Sagan expounds on climate observations and energy strategies for a sustainable future, emphasizing solar.
His speech was referenced in my 1990 student radio interviews with Gregg Maryniak and Chris Faranetta of the Space Studies Institute (SSI) and Dr. George A. (Jay) Keyworth II, former Science Advisor to President Reagan, on the subject of space solar power (SSP).
The SSP story: Princeton physicist Gerard K. O’Neill joined with Dr. Peter E. Glaser of A.D. Little Corp. and Raytheon engineer William C. Brown in the 1970s-1980s to solve the seemingly diametric problems of massive 21st century energy requirements and planetary preservation for a plan that would start up an ambitious off-Earth enterprise for America and partners.
NASA and the Dept. of Energy released a joint study “Satellite Power System Concept Development and Evaluation Program Assessment Report” in 1980. NASA and DOE found a technical case for SSP but no financial case assuming materials launched 100% from the ground. SSP concepts have improved. Launch alternatives have multiplied as costs decline. PVs, robotics, and 3D printing have improved.
The discovery of water ice at the lunar poles in 2009 aids the case for using lunar materials, a rationale introduced by SSI, whose study in the mid-1980s found a 97% cost-savings by using the moon. The sunsat was invented by Glaser in 1968, based on Brown’s microwave wireless power transfer demonstrations in 1964.
The O’Neill-Glaser-Brown vision called for partnerships to expand economic activity on the High Frontier, including sunsat manufacture from lunar materials via lunar surface machines and free-space processing infrastructure. NEOs would be captured for additional materials and fuels, meeting planetary defense requirements.
SSP would scale to meet a potential $10 trillion market for new and replacement electric generating stations, extend the life of coal, oil & gas, end the nuclear stopgap, provide inexhaustible clean energy to the nations, charge electric vehicles, and deliver instant secure power to disaster zones and forward military operations.
The activity would allay Dr. Sagan’s concerns, here so eloquently expressed, over CO2 greenhouse warming and the problem of nuclear waste disposal. The industry would be the business backbone of space settlement. Dr. O’Neill’s rotating habitats in free space, built also from lunar materials and powered by the sun, would facilitate the growth of industry and species to a potential many times the capacity on the ground.

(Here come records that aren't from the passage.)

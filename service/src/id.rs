use uuid::Uuid;

/// A fresh identifier for a post, tag or association row.
///
/// UUIDv7 leads with a millisecond timestamp, so the hyphenated form sorts
/// lexicographically in creation order.
pub fn generate() -> String {
    Uuid::now_v7().to_string()
}
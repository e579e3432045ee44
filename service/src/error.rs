use sea_orm::DbErr;
use thiserror::Error;

/// Errors produced by the stores, the reconciliation service and the use cases.
///
/// Store and service code attaches the operation and the key it was working on
/// through [`Error::Context`]; use [`Error::root`] to classify an error without
/// caring how deeply it has been wrapped.
#[derive(Error, Debug)]
pub enum Error {
    #[error("post not found")]
    PostNotFound,

    #[error("tag not found")]
    TagNotFound,

    #[error("posts_tags not found")]
    PostsTagsNotFound,

    #[error("tag has already existed")]
    TagAlreadyExisted,

    #[error("posts_tags has already existed")]
    PostsTagsAlreadyExisted,

    #[error("permalink has already existed")]
    PermalinkAlreadyExisted,

    #[error("{context}: {source}")]
    Context {
        context: String,
        #[source]
        source: Box<Error>,
    },

    #[error(transparent)]
    Db(#[from] DbErr),
}

impl Error {
    /// Wrap `self` with a description of the failed operation.
    pub fn context(self, context: impl Into<String>) -> Self {
        Error::Context {
            context: context.into(),
            source: Box::new(self),
        }
    }

    /// The innermost error, with every layer of context removed.
    pub fn root(&self) -> &Error {
        let mut err = self;
        while let Error::Context { source, .. } = err {
            err = source;
        }
        err
    }

    pub fn is_not_found(&self) -> bool {
        matches!(
            self.root(),
            Error::PostNotFound | Error::TagNotFound | Error::PostsTagsNotFound
        )
    }

    pub fn is_already_existed(&self) -> bool {
        matches!(
            self.root(),
            Error::TagAlreadyExisted
                | Error::PostsTagsAlreadyExisted
                | Error::PermalinkAlreadyExisted
        )
    }
}

pub trait ResultExt<T> {
    /// Attach context lazily on the error path.
    fn with_context<F, C>(self, f: F) -> Result<T, Error>
    where
        F: FnOnce() -> C,
        C: Into<String>;
}

impl<T, E> ResultExt<T> for Result<T, E>
where
    E: Into<Error>,
{
    fn with_context<F, C>(self, f: F) -> Result<T, Error>
    where
        F: FnOnce() -> C,
        C: Into<String>,
    {
        self.map_err(|err| err.into().context(f()))
    }
}
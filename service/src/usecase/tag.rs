use chrono::Utc;
use entity::tag;
use sea_orm::{DatabaseConnection, TransactionTrait};

use crate::repository::{
    Page, PostsTagsRepository, PostsTagsStore, TagFilter, TagRepository, TagStore, new_tag,
};
use crate::{Error, ResultExt};

#[derive(Debug, Clone)]
pub struct TagUseCase {
    db: DatabaseConnection,
}

impl TagUseCase {
    pub fn new(db: DatabaseConnection) -> Self {
        Self { db }
    }

    pub async fn store_tag(&self, name: &str) -> Result<tag::Model, Error> {
        let tags = TagStore::new(&self.db);
        match tags.find_by_name(name).await {
            Ok(_) => {
                return Err(Error::TagAlreadyExisted.context(format!("store tag name={name}")));
            }
            Err(err) if matches!(err.root(), Error::TagNotFound) => {}
            Err(err) => return Err(err.context(format!("store tag name={name}"))),
        }

        let tag = new_tag(name, Utc::now());
        tags.store(&tag)
            .await
            .with_context(|| format!("store tag name={name}"))?;
        Ok(tag)
    }

    pub async fn get_tags(
        &self,
        page: Page,
        filter: &TagFilter,
    ) -> Result<(Vec<tag::Model>, u64), Error> {
        let tags = TagStore::new(&self.db);
        let found = tags
            .find_all(page, filter)
            .await
            .with_context(|| "get tags")?;
        let count = tags.count(filter).await.with_context(|| "count tags")?;
        Ok((found, count))
    }

    pub async fn get_tag(&self, id: &str) -> Result<tag::Model, Error> {
        TagStore::new(&self.db)
            .find_by_id(id)
            .await
            .with_context(|| format!("get tag id={id}"))
    }

    /// Delete a tag together with every association referencing it.
    pub async fn delete_tag(&self, id: &str) -> Result<(), Error> {
        let txn = self
            .db
            .begin()
            .await
            .with_context(|| "delete tag: begin transaction")?;
        PostsTagsStore::new(&txn)
            .delete_by_tag_id(id)
            .await
            .with_context(|| format!("delete tag id={id}"))?;
        TagStore::new(&txn)
            .delete(id)
            .await
            .with_context(|| format!("delete tag id={id}"))?;
        txn.commit().await.with_context(|| "delete tag: commit")?;
        Ok(())
    }
}
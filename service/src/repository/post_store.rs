use std::str::FromStr;

use async_trait::async_trait;
use entity::{post, tag};
use sea_orm::{
    ActiveModelTrait, ColumnTrait, ConnectionTrait, DbErr, EntityTrait, IntoActiveModel, Order,
    PaginatorTrait, QueryFilter, QueryOrder, QuerySelect, Select,
};
use thiserror::Error;

use super::{Page, PostRepository, is_unique_violation};
use crate::{Error, ResultExt};

/// Narrowing applied to post listings and counts.
#[derive(Debug, Clone, Default, PartialEq, Eq)]
pub struct PostFilter {
    pub is_draft: Option<bool>,
    /// Exact tag name the post must be linked to.
    pub tag: Option<String>,
}

#[derive(Debug, Clone, Copy, PartialEq, Eq)]
pub enum PostSortColumn {
    CreatedAt,
    UpdatedAt,
    PublishedAt,
    Title,
}

impl PostSortColumn {
    fn column(self) -> post::Column {
        match self {
            Self::CreatedAt => post::Column::CreatedAt,
            Self::UpdatedAt => post::Column::UpdatedAt,
            Self::PublishedAt => post::Column::PublishedAt,
            Self::Title => post::Column::Title,
        }
    }
}

/// Listing order, written as the field name with an optional leading `-`
/// for descending order, e.g. `-createdAt`.
#[derive(Debug, Clone, Copy, PartialEq, Eq)]
pub struct PostSort {
    pub column: PostSortColumn,
    pub descending: bool,
}

impl Default for PostSort {
    fn default() -> Self {
        Self {
            column: PostSortColumn::CreatedAt,
            descending: true,
        }
    }
}

#[derive(Error, Debug, Clone, PartialEq, Eq)]
#[error("unknown sort key: {0}")]
pub struct ParsePostSortError(String);

impl FromStr for PostSort {
    type Err = ParsePostSortError;

    fn from_str(s: &str) -> Result<Self, Self::Err> {
        let (descending, key) = match s.strip_prefix('-') {
            Some(key) => (true, key),
            None => (false, s),
        };
        let column = match key {
            "createdAt" => PostSortColumn::CreatedAt,
            "updatedAt" => PostSortColumn::UpdatedAt,
            "publishedAt" => PostSortColumn::PublishedAt,
            "title" => PostSortColumn::Title,
            _ => return Err(ParsePostSortError(s.to_owned())),
        };
        Ok(Self { column, descending })
    }
}

#[derive(Debug)]
pub struct PostStore<'a, C> {
    db: &'a C,
}

impl<'a, C: ConnectionTrait> PostStore<'a, C> {
    pub fn new(db: &'a C) -> Self {
        Self { db }
    }
}

fn filtered(filter: &PostFilter) -> Select<post::Entity> {
    let mut select = post::Entity::find();
    if let Some(is_draft) = filter.is_draft {
        select = select.filter(post::Column::IsDraft.eq(is_draft));
    }
    if let Some(tag) = &filter.tag {
        // a post links a tag at most once, so the join yields no duplicates
        select = select
            .inner_join(tag::Entity)
            .filter(tag::Column::Name.eq(tag.as_str()));
    }
    select
}

#[async_trait]
impl<C: ConnectionTrait> PostRepository for PostStore<'_, C> {
    async fn find_by_id(&self, id: &str) -> Result<post::Model, Error> {
        post::Entity::find_by_id(id.to_owned())
            .one(self.db)
            .await
            .with_context(|| "find post")?
            .ok_or_else(|| Error::PostNotFound.context("find post"))
    }

    async fn find_by_permalink(&self, permalink: &str) -> Result<post::Model, Error> {
        post::Entity::find()
            .filter(post::Column::Permalink.eq(permalink))
            .one(self.db)
            .await
            .with_context(|| "find post")?
            .ok_or_else(|| Error::PostNotFound.context("find post"))
    }

    async fn find_all(
        &self,
        page: Page,
        filter: &PostFilter,
        sort: PostSort,
    ) -> Result<Vec<post::Model>, Error> {
        let order = if sort.descending {
            Order::Desc
        } else {
            Order::Asc
        };
        let mut select = filtered(filter)
            .order_by(sort.column.column(), order)
            .order_by_asc(post::Column::Id);
        if page.page_size > 0 {
            select = select.offset(page.offset).limit(page.page_size);
        }

        let posts = select
            .all(self.db)
            .await
            .with_context(|| "find all posts")?;
        if posts.is_empty() {
            return Err(Error::PostNotFound.context("find all posts"));
        }
        Ok(posts)
    }

    async fn count(&self, filter: &PostFilter) -> Result<u64, Error> {
        filtered(filter)
            .count(self.db)
            .await
            .with_context(|| "count posts")
    }

    async fn create(&self, post: &post::Model) -> Result<(), Error> {
        match post::Entity::insert(post.clone().into_active_model())
            .exec_without_returning(self.db)
            .await
        {
            Ok(_) => Ok(()),
            Err(err) if is_unique_violation(&err) => {
                Err(Error::PermalinkAlreadyExisted.context("create post"))
            }
            Err(err) => Err(Error::from(err).context("create post")),
        }
    }

    async fn update(&self, post: post::Model) -> Result<post::Model, Error> {
        match post.into_active_model().reset_all().update(self.db).await {
            Ok(post) => Ok(post),
            Err(DbErr::RecordNotUpdated) => Err(Error::PostNotFound.context("update post")),
            Err(err) if is_unique_violation(&err) => {
                Err(Error::PermalinkAlreadyExisted.context("update post"))
            }
            Err(err) => Err(Error::from(err).context("update post")),
        }
    }

    async fn delete(&self, id: &str) -> Result<(), Error> {
        let res = post::Entity::delete_by_id(id.to_owned())
            .exec(self.db)
            .await
            .with_context(|| "delete post")?;
        if res.rows_affected == 0 {
            return Err(Error::PostNotFound.context("delete post"));
        }
        Ok(())
    }
}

SSP workers and others would live in 1g environments in shielded sunlit cylindrical real estate in Lagrangian orbits known to be stable. These inverted biospheres would be in part cities for the workers, part industry & agriculture, part university, part water & wilderness, and part sports/recreation & tourism destinations.
Travel and trade between facilities and Earth would be a relatively low energy-cost affair with minimal communications delays.